**WORK ITEM**
Your answer should be one number, the count of lines in the listing below containing the word "TableRow".

**DATA SECTION**
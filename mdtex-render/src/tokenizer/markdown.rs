//! Markdown tokenizer (comrak)
//!
//! Parses CommonMark plus GFM tables and `$` math with comrak and reshapes
//! the AST into the mistune token layout the renderer expects:
//!
//! - top-level blocks are separated by `blank_line` tokens,
//! - paragraphs directly inside tight list items become `block_text`,
//! - a paragraph holding nothing but `$$...$$` becomes `block_math`,
//! - table header cells sit directly under `table_head`, body cells under
//!   `table_row`, each carrying `head` and `align` attributes.
//!
//! Nodes without a counterpart become [`TokenKind::Unknown`] so the renderer
//! skips them. Nodes nested deeper than [`MAX_DEPTH`] collapse into a
//! paragraph (or text) holding their literal text.

use super::Tokenizer;
use crate::error::ConvertError;
use crate::token::{Token, TokenKind, MAX_DEPTH};
use comrak::nodes::{AstNode, ListType, NodeValue, TableAlignment};
use comrak::{parse_document, Arena, ComrakOptions};

#[derive(Debug, Clone, Copy, Default)]
pub struct ComrakTokenizer;

impl ComrakTokenizer {
    pub const NAME: &'static str = "markdown";
}

impl Tokenizer for ComrakTokenizer {
    fn name(&self) -> &str {
        Self::NAME
    }

    fn description(&self) -> &str {
        "CommonMark with tables and math"
    }

    fn file_extensions(&self) -> &[&str] {
        &["md", "markdown"]
    }

    fn tokenize(&self, source: &str) -> Result<Vec<Token>, ConvertError> {
        let arena = Arena::new();
        let options = default_comrak_options();
        let root = parse_document(&arena, source, &options);

        let blocks: Vec<Token> = root
            .children()
            .filter_map(|node| block_token(node, &BlockContext::default()))
            .collect();

        let mut tokens = Vec::with_capacity(blocks.len() * 2);
        for (i, block) in blocks.into_iter().enumerate() {
            if i > 0 {
                tokens.push(Token::empty(TokenKind::BlankLine));
            }
            tokens.push(block);
        }
        Ok(tokens)
    }
}

fn default_comrak_options() -> ComrakOptions<'static> {
    let mut options = ComrakOptions::default();
    options.extension.table = true;
    options.extension.autolink = true;
    options.extension.math_dollars = true;
    options
}

#[derive(Debug, Clone, Copy, Default)]
struct BlockContext {
    /// Inside an item of a tight list
    tight: bool,
    /// Nesting depth of the enclosing list
    depth: usize,
    /// Token depth of this node
    nesting: usize,
}

impl BlockContext {
    fn nested(&self) -> Self {
        BlockContext {
            nesting: self.nesting + 1,
            ..*self
        }
    }
}

fn block_token<'a>(node: &'a AstNode<'a>, ctx: &BlockContext) -> Option<Token> {
    if ctx.nesting >= MAX_DEPTH {
        let text = flat_text(node);
        return Some(Token::parent(TokenKind::Paragraph, vec![Token::text(text)]));
    }

    let data = node.data.borrow();
    let inline_depth = ctx.nesting + 1;
    let token = match &data.value {
        NodeValue::Heading(heading) => {
            Token::parent(TokenKind::Heading, inline_children(node, inline_depth))
                .with_attr("level", heading.level)
        }

        NodeValue::Paragraph => {
            if let Some(math) = lone_display_math(node) {
                Token::raw(TokenKind::BlockMath, math)
            } else if ctx.tight {
                Token::parent(TokenKind::BlockText, inline_children(node, inline_depth))
            } else {
                Token::parent(TokenKind::Paragraph, inline_children(node, inline_depth))
            }
        }

        NodeValue::List(list) => {
            let item_ctx = BlockContext {
                tight: list.tight,
                depth: ctx.depth + 1,
                nesting: ctx.nesting + 1,
            };
            let items = node
                .children()
                .filter_map(|item| block_token(item, &item_ctx))
                .collect();
            Token::parent(TokenKind::List, items)
                .with_attr("ordered", matches!(list.list_type, ListType::Ordered))
                .with_attr("depth", ctx.depth)
        }

        NodeValue::Item(_) => {
            let child_ctx = ctx.nested();
            let blocks = node
                .children()
                .filter_map(|child| block_token(child, &child_ctx))
                .collect();
            Token::parent(TokenKind::ListItem, blocks)
        }

        NodeValue::CodeBlock(code) => {
            let token = Token::raw(TokenKind::BlockCode, code.literal.clone());
            match code.info.trim() {
                "" => token,
                info => token.with_attr("info", info),
            }
        }

        NodeValue::BlockQuote => {
            let quote_ctx = BlockContext {
                tight: false,
                ..ctx.nested()
            };
            let blocks = node
                .children()
                .filter_map(|child| block_token(child, &quote_ctx))
                .collect();
            Token::parent(TokenKind::BlockQuote, blocks)
        }

        NodeValue::ThematicBreak => Token::empty(TokenKind::ThematicBreak),

        NodeValue::Table(table) => table_token(node, &table.alignments, ctx.nesting),

        NodeValue::HtmlBlock(html) => {
            Token::raw(TokenKind::Unknown("block_html".to_string()), html.literal.clone())
        }

        NodeValue::FrontMatter(_) => return None,

        _ => Token::empty(TokenKind::Unknown(node_name(&data.value).to_string())),
    };
    Some(token)
}

/// `$$...$$` alone in a paragraph renders as display math.
fn lone_display_math<'a>(paragraph: &'a AstNode<'a>) -> Option<String> {
    let mut children = paragraph.children();
    let only = children.next()?;
    if children.next().is_some() {
        return None;
    }
    match &only.data.borrow().value {
        NodeValue::Math(math) if math.display_math => Some(math.literal.clone()),
        _ => None,
    }
}

fn table_token<'a>(node: &'a AstNode<'a>, alignments: &[TableAlignment], nesting: usize) -> Token {
    // table > section > row > cell > inline
    let cell_depth = nesting + 4;
    let mut head = Vec::new();
    let mut rows = Vec::new();

    for row in node.children() {
        let is_header = matches!(row.data.borrow().value, NodeValue::TableRow(true));
        let cells: Vec<Token> = row
            .children()
            .enumerate()
            .map(|(column, cell)| {
                let mut token = Token::parent(TokenKind::TableCell, inline_children(cell, cell_depth))
                    .with_attr("head", is_header);
                if let Some(align) = alignments.get(column).and_then(|a| alignment_name(*a)) {
                    token = token.with_attr("align", align);
                }
                token
            })
            .collect();

        if is_header {
            head.extend(cells);
        } else {
            rows.push(Token::parent(TokenKind::TableRow, cells));
        }
    }

    Token::parent(
        TokenKind::Table,
        vec![
            Token::parent(TokenKind::TableHead, head),
            Token::parent(TokenKind::TableBody, rows),
        ],
    )
}

fn alignment_name(alignment: TableAlignment) -> Option<&'static str> {
    match alignment {
        TableAlignment::Left => Some("left"),
        TableAlignment::Center => Some("center"),
        TableAlignment::Right => Some("right"),
        TableAlignment::None => None,
    }
}

fn inline_children<'a>(node: &'a AstNode<'a>, depth: usize) -> Vec<Token> {
    node.children().map(|child| inline_token(child, depth)).collect()
}

fn inline_token<'a>(node: &'a AstNode<'a>, depth: usize) -> Token {
    if depth >= MAX_DEPTH {
        return Token::text(flat_text(node));
    }

    let data = node.data.borrow();
    let nested = depth + 1;
    match &data.value {
        NodeValue::Text(text) => Token::text(text.clone()),
        NodeValue::Emph => Token::parent(TokenKind::Emphasis, inline_children(node, nested)),
        NodeValue::Strong => Token::parent(TokenKind::Strong, inline_children(node, nested)),
        NodeValue::Code(code) => Token::raw(TokenKind::Codespan, code.literal.clone()),
        NodeValue::Link(link) => {
            let token = Token::parent(TokenKind::Link, inline_children(node, nested))
                .with_attr("url", link.url.clone());
            with_title(token, &link.title)
        }
        NodeValue::Image(link) => {
            let token = Token::parent(TokenKind::Image, inline_children(node, nested))
                .with_attr("url", link.url.clone());
            with_title(token, &link.title)
        }
        NodeValue::SoftBreak => Token::empty(TokenKind::Softbreak),
        NodeValue::LineBreak => Token::empty(TokenKind::Linebreak),
        NodeValue::Math(math) if math.display_math => {
            Token::raw(TokenKind::BlockMath, math.literal.clone())
        }
        NodeValue::Math(math) => Token::raw(TokenKind::InlineMath, math.literal.clone()),
        NodeValue::HtmlInline(html) => {
            Token::raw(TokenKind::Unknown("inline_html".to_string()), html.clone())
        }
        other => Token::parent(
            TokenKind::Unknown(node_name(other).to_string()),
            inline_children(node, nested),
        ),
    }
}

/// Literal text of a subtree. `descendants` walks iteratively.
fn flat_text<'a>(node: &'a AstNode<'a>) -> String {
    let mut out = String::new();
    for descendant in node.descendants() {
        match &descendant.data.borrow().value {
            NodeValue::Text(text) => out.push_str(text),
            NodeValue::Code(code) => out.push_str(&code.literal),
            NodeValue::CodeBlock(code) => out.push_str(&code.literal),
            NodeValue::Math(math) => out.push_str(&math.literal),
            NodeValue::SoftBreak | NodeValue::LineBreak => out.push(' '),
            _ => {}
        }
    }
    out
}

fn with_title(token: Token, title: &str) -> Token {
    if title.is_empty() {
        token
    } else {
        token.with_attr("title", title)
    }
}

/// Token type name for comrak nodes that have no renderer.
fn node_name(value: &NodeValue) -> &'static str {
    match value {
        NodeValue::Strikethrough => "strikethrough",
        NodeValue::FootnoteDefinition(_) => "footnote_definition",
        NodeValue::FootnoteReference(_) => "footnote_ref",
        NodeValue::TaskItem(_) => "task_list_item",
        NodeValue::DescriptionList => "def_list",
        _ => "unsupported",
    }
}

**COMPLETED TASK**
2